TASK OBJECTIVE:
Would you show every line from the records that holds "ScriptError"?

[Dataset entries]

Content starts

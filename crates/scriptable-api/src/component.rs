use std::any::Any;
use std::sync::Arc;

use crate::error::{Result, ScriptError};
use crate::members::{MemberInfo, MemberTable, MemberTableBuilder};
use crate::value::Value;

/// Trait that component authors implement.
///
/// A behavior declares its accessible members once in [`Behavior::describe`];
/// everything reachable by name from the outside has to be registered there.
pub trait Behavior: Send + Sized + 'static {
    /// Unique identifier for this component (e.g., "counter")
    const ID: &'static str;

    /// Register the members that can be read, written or invoked by name
    fn describe(members: &mut MemberTableBuilder<Self>);

    /// Called exactly once, before anything else touches the instance
    fn start(&mut self, parameters: &[Value]) -> anyhow::Result<()>;

    /// Called any number of times after `start`
    fn run(&mut self, parameters: &[Value]) -> anyhow::Result<()>;

    /// Build the member table for this behavior
    fn member_table() -> Result<MemberTable<Self>> {
        let mut builder = MemberTableBuilder::new();
        Self::describe(&mut builder);
        builder.build()
    }
}

/// Type-erased component, as held by a container slot
pub trait Component: Send + 'static {
    fn id(&self) -> &'static str;

    fn start(&mut self, parameters: &[Value]) -> Result<()>;

    fn run(&mut self, parameters: &[Value]) -> Result<()>;

    fn get_member(&self, name: &str) -> Result<Value>;

    fn set_member(&mut self, name: &str, value: Value) -> Result<()>;

    /// Invoke a method by name. Methods with no result return [`Value::Null`].
    fn invoke_method(&mut self, name: &str, parameters: &[Value]) -> Result<Value>;

    /// Registered members in name order
    fn members(&self) -> Vec<MemberInfo>;

    /// Allow downcasting to the concrete behavior
    fn as_any(&self) -> &dyn Any;

    fn as_any_mut(&mut self) -> &mut dyn Any;
}

/// Adapts a [`Behavior`] into a [`Component`] backed by its member table
pub struct Reflected<S: Behavior> {
    behavior: S,
    table: Arc<MemberTable<S>>,
}

impl<S: Behavior> Reflected<S> {
    /// Wrap a behavior, building its member table
    pub fn new(behavior: S) -> Result<Self> {
        Ok(Self::with_table(behavior, Arc::new(S::member_table()?)))
    }

    /// Wrap a behavior with an already built (usually shared) member table
    pub fn with_table(behavior: S, table: Arc<MemberTable<S>>) -> Self {
        Self { behavior, table }
    }

    /// Wrap and box in one step
    pub fn boxed(behavior: S) -> Result<Box<dyn Component>> {
        Ok(Box::new(Self::new(behavior)?))
    }

    pub fn behavior(&self) -> &S {
        &self.behavior
    }

    pub fn behavior_mut(&mut self) -> &mut S {
        &mut self.behavior
    }

    pub fn into_inner(self) -> S {
        self.behavior
    }
}

impl<S: Behavior> Component for Reflected<S> {
    fn id(&self) -> &'static str {
        S::ID
    }

    fn start(&mut self, parameters: &[Value]) -> Result<()> {
        self.behavior
            .start(parameters)
            .map_err(|e| ScriptError::invocation("start", e))
    }

    fn run(&mut self, parameters: &[Value]) -> Result<()> {
        self.behavior
            .run(parameters)
            .map_err(|e| ScriptError::invocation("run", e))
    }

    fn get_member(&self, name: &str) -> Result<Value> {
        self.table.get(&self.behavior, name)
    }

    fn set_member(&mut self, name: &str, value: Value) -> Result<()> {
        self.table.set(&mut self.behavior, name, value)
    }

    fn invoke_method(&mut self, name: &str, parameters: &[Value]) -> Result<Value> {
        self.table.invoke(&mut self.behavior, name, parameters)
    }

    fn members(&self) -> Vec<MemberInfo> {
        self.table.describe()
    }

    fn as_any(&self) -> &dyn Any {
        &self.behavior
    }

    fn as_any_mut(&mut self) -> &mut dyn Any {
        &mut self.behavior
    }
}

Content ends

SOLUTION BELOW:
use crate::error::{Result, ScriptError};
            .map_err(|e| ScriptError::invocation("start", e))
            .map_err(|e| ScriptError::invocation("run", e))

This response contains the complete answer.